The ceasefire reached in March in the north-west between the Russian Federation and Turkey is largely holding, but some air and ground-based strikes have been reported in recent weeks, he continued, stressing the need to protect civilians.

The Humanitarian Response Plan for Syria, with a funding requirement of $3.4 billion in 2020, is 32 per cent funded halfway through the year, making it one of the better funded operations, he said, adding that another $384 million is needed for Syria under the COVID-19 Global Humanitarian Response Plan, of which 28 per cent has been received.

He appealed to invest in the education of Syria’s children. A third of school-aged children in Syria — 2.5 million children — are out of school. Another 1.6 million are at risk of dropping out of school.

In her briefing, Ms. Qaddour said that COVID-19 can create a crisis within a crisis, noting that Syria is even more vulnerable considering how fragile its health system has become, which is further compounded by the deterioration of the economic situation. Many are on the brink of starvation and mass displacement.

Ventilators, intensive care unit beds and personal protective equipment are all in short supply, she said. Adding to this, hundreds of thousands of people, if not millions, have precarious living conditions in inadequate homes or shelters, and these conditions simply don’t allow for proper social distancing, self-isolation, or hygiene measures for that matter.

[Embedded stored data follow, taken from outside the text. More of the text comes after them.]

//! Configuration types for extraction, caching, OCR and batches.
//!
//! Every recognised option lives in an explicit struct with a documented
//! default; nothing is read from loosely-typed option bags. Structs with
//! validation constraints are built through a builder whose `build()`
//! returns [`ExtractError::InvalidConfig`] on violation.

use crate::error::ExtractError;
use crate::fingerprint::FingerprintContext;
use edgequake_llm::LLMProvider;
use serde::{Deserialize, Serialize};
use std::fmt;
use std::path::PathBuf;
use std::sync::Arc;
use std::time::Duration;

// ── Per-call extraction options ──────────────────────────────────────────

/// Options for a single pipeline run.
#[derive(Debug, Clone, Copy, PartialEq, Eq, Serialize, Deserialize)]
pub struct ExtractionOptions {
    /// Prefer OCR over the document's text layer when OCR is available. Default: false.
    pub use_ocr: bool,
    /// Always OCR, even if the text layer looks fine. Default: false.
    pub force_ocr: bool,
    /// Reconstruct tables from the acquired text. Default: true.
    pub extract_tables: bool,
    /// Recognise entities in text and tables. Default: true.
    pub extract_entities: bool,
}

impl Default for ExtractionOptions {
    fn default() -> Self {
        Self {
            use_ocr: false,
            force_ocr: false,
            extract_tables: true,
            extract_entities: true,
        }
    }
}

/// Options for [`crate::extractor::CachedExtractor::extract_cached`].
#[derive(Debug, Clone, PartialEq)]
pub struct CachedExtractOptions {
    /// Isolation boundary the result is cached under.
    pub tenant_id: String,
    /// Skip the cache lookup and overwrite any stored entry. Default: false.
    pub force_refresh: bool,
    /// Extra fingerprint input, e.g. `{"documentType": "statement"}`.
    pub context: Option<FingerprintContext>,
    /// Entry lifetime; `None` uses the store's default TTL.
    pub ttl_secs: Option<u64>,
    /// Options forwarded to the pipeline on a miss.
    pub extraction: ExtractionOptions,
}

impl CachedExtractOptions {
    /// Default options scoped to `tenant_id`.
    pub fn for_tenant(tenant_id: impl Into<String>) -> Self {
        Self {
            tenant_id: tenant_id.into(),
            force_refresh: false,
            context: None,
            ttl_secs: None,
            extraction: ExtractionOptions::default(),
        }
    }

    pub fn force_refresh(mut self, v: bool) -> Self {
        self.force_refresh = v;
        self
    }

    pub fn context(mut self, context: FingerprintContext) -> Self {
        self.context = Some(context);
        self
    }

    pub fn ttl_secs(mut self, secs: u64) -> Self {
        self.ttl_secs = Some(secs);
        self
    }

    pub fn extraction(mut self, options: ExtractionOptions) -> Self {
        self.extraction = options;
        self
    }
}

// ── Pipeline heuristics ──────────────────────────────────────────────────

/// Tunable thresholds used by the extraction pipeline.
#[derive(Debug, Clone, PartialEq, Eq, Serialize, Deserialize)]
pub struct PipelineConfig {
    /// Standard text shorter than this (in chars) triggers an OCR fallback
    /// when OCR is available. Default: 100.
    pub min_text_chars: usize,

    /// Maximum difference between a row's cell count and the header's
    /// cell count for the row to belong to the table. Default: 2.
    pub column_tolerance: usize,

    /// Consecutive non-matching lines that end a fallback table. Default: 2.
    pub max_mismatched_lines: usize,

    /// How many lines above a table header to search for its title. Default: 5.
    pub title_lookback_lines: usize,

    /// Title candidates must be shorter than this. Default: 100.
    pub title_max_chars: usize,

    /// A line is a candidate table header for a separator when the separator
    /// occurs at least this many times in it. Default: 3.
    pub min_separator_occurrences: usize,

    /// Wall-clock budget for a single OCR call. Default: 300.
    pub ocr_timeout_secs: u64,
}

impl Default for PipelineConfig {
    fn default() -> Self {
        Self {
            min_text_chars: 100,
            column_tolerance: 2,
            max_mismatched_lines: 2,
            title_lookback_lines: 5,
            title_max_chars: 100,
            min_separator_occurrences: 3,
            ocr_timeout_secs: 300,
        }
    }
}

impl PipelineConfig {
    pub fn builder() -> PipelineConfigBuilder {
        PipelineConfigBuilder {
            config: Self::default(),
        }
    }

    pub fn ocr_timeout(&self) -> Duration {
        Duration::from_secs(self.ocr_timeout_secs)
    }
}

/// Builder for [`PipelineConfig`].
#[derive(Debug)]
pub struct PipelineConfigBuilder {
    config: PipelineConfig,
}

impl PipelineConfigBuilder {
    pub fn min_text_chars(mut self, n: usize) -> Self {
        self.config.min_text_chars = n;
        self
    }

    pub fn column_tolerance(mut self, n: usize) -> Self {
        self.config.column_tolerance = n;
        self
    }

    pub fn max_mismatched_lines(mut self, n: usize) -> Self {
        self.config.max_mismatched_lines = n;
        self
    }

    pub fn title_lookback_lines(mut self, n: usize) -> Self {
        self.config.title_lookback_lines = n;
        self
    }

    pub fn title_max_chars(mut self, n: usize) -> Self {
        self.config.title_max_chars = n;
        self
    }

    pub fn min_separator_occurrences(mut self, n: usize) -> Self {
        self.config.min_separator_occurrences = n;
        self
    }

    pub fn ocr_timeout_secs(mut self, secs: u64) -> Self {
        self.config.ocr_timeout_secs = secs;
        self
    }

    pub fn build(self) -> Result<PipelineConfig, ExtractError> {
        let c = &self.config;
        if c.max_mismatched_lines == 0 {
            return Err(ExtractError::InvalidConfig(
                "max_mismatched_lines must be ≥ 1".into(),
            ));
        }
        if c.min_separator_occurrences == 0 {
            return Err(ExtractError::InvalidConfig(
                "min_separator_occurrences must be ≥ 1".into(),
            ));
        }
        if c.ocr_timeout_secs == 0 {
            return Err(ExtractError::InvalidConfig(
                "ocr_timeout_secs must be ≥ 1".into(),
            ));
        }
        Ok(self.config)
    }
}

// ── Vision OCR ───────────────────────────────────────────────────────────

/// Configuration for [`crate::pipeline::ocr::VisionOcr`].
///
/// Pages are rasterised with pdfium and transcribed by a vision LLM, so the
/// knobs split into rendering (`dpi`, `max_rendered_pixels`) and model
/// calls (everything else).
#[derive(Clone)]
pub struct OcrConfig {
    /// Rendering DPI. Range: 72–400. Default: 150.
    pub dpi: u32,

    /// Cap on the longest edge of a rendered page, in pixels. Default: 2000.
    ///
    /// Bounds memory on oversized pages regardless of DPI.
    pub max_rendered_pixels: u32,

    /// Concurrent page transcriptions. Default: 4.
    pub concurrency: usize,

    /// Model identifier. If None, uses `gpt-4.1-nano`.
    pub model: Option<String>,

    /// Provider name (e.g. "openai", "anthropic", "ollama").
    pub provider_name: Option<String>,

    /// Pre-constructed provider. Takes precedence over `provider_name`.
    pub provider: Option<Arc<dyn LLMProvider>>,

    /// Sampling temperature. Default: 0.0.
    pub temperature: f32,

    /// Maximum tokens generated per page. Default: 4096.
    pub max_tokens: usize,

    /// Retries per page on a failed model call. Default: 3.
    pub max_retries: u32,

    /// Initial retry delay; doubles per attempt. Default: 500.
    pub retry_backoff_ms: u64,

    /// Per-call timeout in seconds. Default: 60.
    pub api_timeout_secs: u64,

    /// Custom transcription prompt. If None, uses the built-in one.
    pub system_prompt: Option<String>,

    /// Password for encrypted PDFs.
    pub password: Option<String>,
}

impl Default for OcrConfig {
    fn default() -> Self {
        Self {
            dpi: 150,
            max_rendered_pixels: 2000,
            concurrency: 4,
            model: None,
            provider_name: None,
            provider: None,
            temperature: 0.0,
            max_tokens: 4096,
            max_retries: 3,
            retry_backoff_ms: 500,
            api_timeout_secs: 60,
            system_prompt: None,
            password: None,
        }
    }
}

impl fmt::Debug for OcrConfig {
    fn fmt(&self, f: &mut fmt::Formatter<'_>) -> fmt::Result {
        f.debug_struct("OcrConfig")
            .field("dpi", &self.dpi)
            .field("max_rendered_pixels", &self.max_rendered_pixels)
            .field("concurrency", &self.concurrency)
            .field("model", &self.model)
            .field("provider_name", &self.provider_name)
            .field("provider", &self.provider.as_ref().map(|_| "<dyn LLMProvider>"))
            .field("temperature", &self.temperature)
            .field("max_tokens", &self.max_tokens)
            .field("max_retries", &self.max_retries)
            .field("api_timeout_secs", &self.api_timeout_secs)
            .finish()
    }
}

impl OcrConfig {
    pub fn builder() -> OcrConfigBuilder {
        OcrConfigBuilder {
            config: Self::default(),
        }
    }
}

/// Builder for [`OcrConfig`].
#[derive(Debug)]
pub struct OcrConfigBuilder {
    config: OcrConfig,
}

impl OcrConfigBuilder {
    pub fn dpi(mut self, dpi: u32) -> Self {
        self.config.dpi = dpi.clamp(72, 400);
        self
    }

    pub fn max_rendered_pixels(mut self, px: u32) -> Self {
        self.config.max_rendered_pixels = px.max(100);
        self
    }

    pub fn concurrency(mut self, n: usize) -> Self {
        self.config.concurrency = n.max(1);
        self
    }

    pub fn model(mut self, model: impl Into<String>) -> Self {
        self.config.model = Some(model.into());
        self
    }

    pub fn provider_name(mut self, name: impl Into<String>) -> Self {
        self.config.provider_name = Some(name.into());
        self
    }

    pub fn provider(mut self, provider: Arc<dyn LLMProvider>) -> Self {
        self.config.provider = Some(provider);
        self
    }

    pub fn temperature(mut self, t: f32) -> Self {
        self.config.temperature = t.clamp(0.0, 2.0);
        self
    }

    pub fn max_tokens(mut self, n: usize) -> Self {
        self.config.max_tokens = n;
        self
    }

    pub fn max_retries(mut self, n: u32) -> Self {
        self.config.max_retries = n;
        self
    }

    pub fn retry_backoff_ms(mut self, ms: u64) -> Self {
        self.config.retry_backoff_ms = ms;
        self
    }

    pub fn api_timeout_secs(mut self, secs: u64) -> Self {
        self.config.api_timeout_secs = secs;
        self
    }

    pub fn system_prompt(mut self, prompt: impl Into<String>) -> Self {
        self.config.system_prompt = Some(prompt.into());
        self
    }

    pub fn password(mut self, pwd: impl Into<String>) -> Self {
        self.config.password = Some(pwd.into());
        self
    }

    pub fn build(self) -> Result<OcrConfig, ExtractError> {
        let c = &self.config;
        if c.dpi < 72 || c.dpi > 400 {
            return Err(ExtractError::InvalidConfig(format!(
                "DPI must be 72–400, got {}",
                c.dpi
            )));
        }
        if c.concurrency == 0 {
            return Err(ExtractError::InvalidConfig(
                "OCR concurrency must be ≥ 1".into(),
            ));
        }
        Ok(self.config)
    }
}

// ── Cache ────────────────────────────────────────────────────────────────

/// Default entry lifetime: one day.
pub const DEFAULT_TTL_SECS: u64 = 86_400;

/// Configuration for the cache stores.
#[derive(Debug, Clone, PartialEq, Eq, Serialize, Deserialize)]
pub struct CacheConfig {
    /// Root directory of a [`crate::cache::DiskCacheStore`]. Ignored by the
    /// in-memory store.
    pub directory: PathBuf,
    /// TTL applied when the caller does not specify one. Default: 86400.
    pub default_ttl_secs: u64,
    /// Period of the background reclaimer. Default: 600.
    pub reclaim_interval_secs: u64,
}

impl Default for CacheConfig {
    fn default() -> Self {
        Self {
            directory: std::env::temp_dir().join("ledgerdoc-cache"),
            default_ttl_secs: DEFAULT_TTL_SECS,
            reclaim_interval_secs: 600,
        }
    }
}

impl CacheConfig {
    pub fn with_directory(directory: impl Into<PathBuf>) -> Self {
        Self {
            directory: directory.into(),
            ..Self::default()
        }
    }

    pub fn default_ttl(&self) -> Duration {
        Duration::from_secs(self.default_ttl_secs)
    }

    pub fn reclaim_interval(&self) -> Duration {
        Duration::from_secs(self.reclaim_interval_secs.max(1))
    }
}

// ── Batches ──────────────────────────────────────────────────────────────

/// Options for [`crate::batch::BatchTracker::submit_batch`].
#[derive(Debug, Clone)]
pub struct BatchOptions {
    /// Cache/extraction options applied to every file.
    pub extraction: CachedExtractOptions,
    /// Files processed at once. Default: 1 (sequential).
    pub concurrency: usize,
}

impl BatchOptions {
    pub fn for_tenant(tenant_id: impl Into<String>) -> Self {
        Self {
            extraction: CachedExtractOptions::for_tenant(tenant_id),
            concurrency: 1,
        }
    }

    pub fn concurrency(mut self, n: usize) -> Self {
        self.concurrency = n.max(1);
        self
    }

    pub fn extraction(mut self, options: CachedExtractOptions) -> Self {
        self.extraction = options;
        self
    }
}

She stressed the need to look at health care as a continuum and include provisions that provide primary and community health, rehabilitative care for those with disabilities, and also mental health, given the immense trauma many have endured and the rise in depression, post-traumatic stress disorder and suicidal ideation.

Urging the Council to share the risk with humanitarian agencies, she said that “the risks aren’t simply passed down to the people who have already absorbed so much risk.”

With the thousands of displacements this past year, women are seen giving birth under trees, without access to health care, she continued. It’s tempting to blame such practices on social or cultural norms, she said, asking the Council to consider the complexity and deeply rooted factors that have culminated and led to these practices.